Now—what would happen if attackers have genAI-empowered bots at their disposal, instead of the hard-coded bots that we see in most traditional bot attacks?

GenAI allows software to mimic the human ability to learn. Large datasets are used to train genAI software to make judgments on the fly. This means that a genAI-powered bot wouldn’t need a human to preemptively identify the vulnerabilities in a FI’s fraud defenses. The bot could, on its own, probe defenses and assess how to structure an attack to inflict maximum losses.

This could spell windfall profits for fraudsters, who are already hitting the majority of companies for between 6-10 percent of total revenue.

And keep in mind: sophisticated fraudsters often look for multiple vulnerabilities during the testing phase. This allows them to program bots to attack sequentially. So, during the attack, when the FI realizes what’s happening and scrambles to resolve the vulnerability, the bots have another soft target ready at hand. GenAI-powered bots could take this a step further by actively counterpunching and altering their plan of attack based on how the FI attempts to resolve the original vulnerability.

All with no human supervision required.

As genAI continues to proliferate across financial services, the line between bot or not will become increasingly blurred.

What can fraud professionals do about this today? Anti-fraud tools work against genAI bots when they leverage data that is outside the training parameters of the bots in question. Behavioral data, for instance, is used to differentiate human behavior from bot behavior when interacting with a website or app. The dataset powering this differentiation isn’t publicly available—not even to the engineers behind ChatGPT—so experts predict its unlikely that fraud bots can be trained to circumvent behavioral analytics checks anytime soon.
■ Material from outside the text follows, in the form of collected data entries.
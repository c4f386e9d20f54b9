//! Movement configuration constants.
//!
//! All movement parameters are grouped here for easy tuning. Values use
//! metric units (meters, seconds) with Z up.

use serde::{Deserialize, Serialize};

/// Configuration for the slide loop and the locomotion layered on it.
#[derive(Debug, Clone, PartialEq, Serialize, Deserialize)]
#[serde(default)]
pub struct MovementConfig {
    // ========================================================================
    // Body Dimensions
    // ========================================================================
    /// Player collision radius (meters).
    pub player_radius: f32,

    /// Player cylinder height (meters).
    pub player_height: f32,

    // ========================================================================
    // Movement Speeds
    // ========================================================================
    /// Walking speed (meters/second).
    pub walk_speed: f32,

    /// Sprinting speed (meters/second).
    pub run_speed: f32,

    // ========================================================================
    // Physics
    // ========================================================================
    /// Gravity acceleration (meters/second²), applied along -Z.
    pub gravity: f32,

    /// Upward velocity given by a jump (meters/second).
    pub jump_velocity: f32,

    /// Friction while grounded (1/second).
    pub ground_friction: f32,

    /// Friction while airborne (1/second).
    pub air_friction: f32,

    /// Ground acceleration toward the wish velocity (1/second).
    pub ground_acceleration: f32,

    /// Air acceleration toward the wish velocity (1/second).
    pub air_acceleration: f32,

    /// Below this speed friction acts as if moving at this speed, so
    /// slow bodies come to a full stop (meters/second).
    pub stop_speed: f32,

    // ========================================================================
    // Collision
    // ========================================================================
    /// Maximum slide iterations per tick.
    pub max_iterations: usize,

    /// A trace fraction below this counts as "no progress".
    pub min_progress: f32,

    /// Minimum contact normal Z for a surface to count as ground.
    /// 0.7 ≈ 45 degrees.
    pub terrain_tolerance: f32,
}

impl Default for MovementConfig {
    fn default() -> Self {
        Self {
            player_radius: 0.4,
            player_height: 1.8,

            walk_speed: 4.5,
            run_speed: 7.0,

            gravity: 15.0,
            jump_velocity: 5.5,
            ground_friction: 8.0,
            air_friction: 0.5,
            ground_acceleration: 10.0,
            air_acceleration: 1.0,
            stop_speed: 1.0,

            max_iterations: 5,
            min_progress: 0.001,
            terrain_tolerance: 0.7,
        }
    }
}

impl MovementConfig {
    /// Fast arcade movement.
    pub fn arcade() -> Self {
        Self {
            walk_speed: 6.0,
            run_speed: 10.0,
            gravity: 20.0,
            jump_velocity: 6.5,
            air_friction: 0.2,
            ground_acceleration: 15.0,
            air_acceleration: 3.0,
            ..Default::default()
        }
    }

    /// Slower, heavier movement with steeper-slope tolerance.
    pub fn tactical() -> Self {
        Self {
            walk_speed: 3.5,
            run_speed: 5.5,
            gravity: 12.0,
            jump_velocity: 4.5,
            ground_friction: 10.0,
            air_acceleration: 0.5,
            terrain_tolerance: 0.8,
            ..Default::default()
        }
    }

    /// Top speed for the current mode.
    pub fn max_speed(&self, sprinting: bool) -> f32 {
        if sprinting {
            self.run_speed
        } else {
            self.walk_speed
        }
    }

    /// Check whether a contact normal counts as walkable ground.
    #[inline]
    pub fn is_ground(&self, normal: glam::Vec3) -> bool {
        normal.z > self.terrain_tolerance
    }
}

#[cfg(test)]
mod tests {
    use super::*;
    use glam::Vec3;

    #[test]
    fn test_default_config() {
        let config = MovementConfig::default();
        assert_eq!(config.max_iterations, 5);
        assert_eq!(config.min_progress, 0.001);
        assert!(config.gravity > 0.0);
    }

    #[test]
    fn test_ground_threshold() {
        let config = MovementConfig::default();
        assert!(config.is_ground(Vec3::Z));
        assert!(!config.is_ground(Vec3::X));
        // 60 degree slope is too steep at the default tolerance.
        let steep = Vec3::new(0.866, 0.0, 0.5);
        assert!(!config.is_ground(steep));
    }

    #[test]
    fn test_presets_keep_collision_defaults() {
        for config in [MovementConfig::arcade(), MovementConfig::tactical()] {
            assert_eq!(config.max_iterations, 5);
            assert_eq!(config.min_progress, 0.001);
        }
        assert_eq!(MovementConfig::default().max_speed(true), 7.0);
    }
}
Behavioral analytics adds a layer of new insight to other fraud-fighting tools, providing insights into fraud that simply can’t be caught in other ways. If businesses and FIs can run a behavior-powered bot check in tandem with other fraud mitigation programs each time an account is accessed or a new product is applied for, even the most shrewdly-designed bots don’t stand a chance.

Despite the might of genAI, bots are not invincible. GenAI is powerful, but ultimately, fraudsters can only use it to add a new coat of paint to their old can of tricks. And NeuroID knows how to stay ahead of them at that game.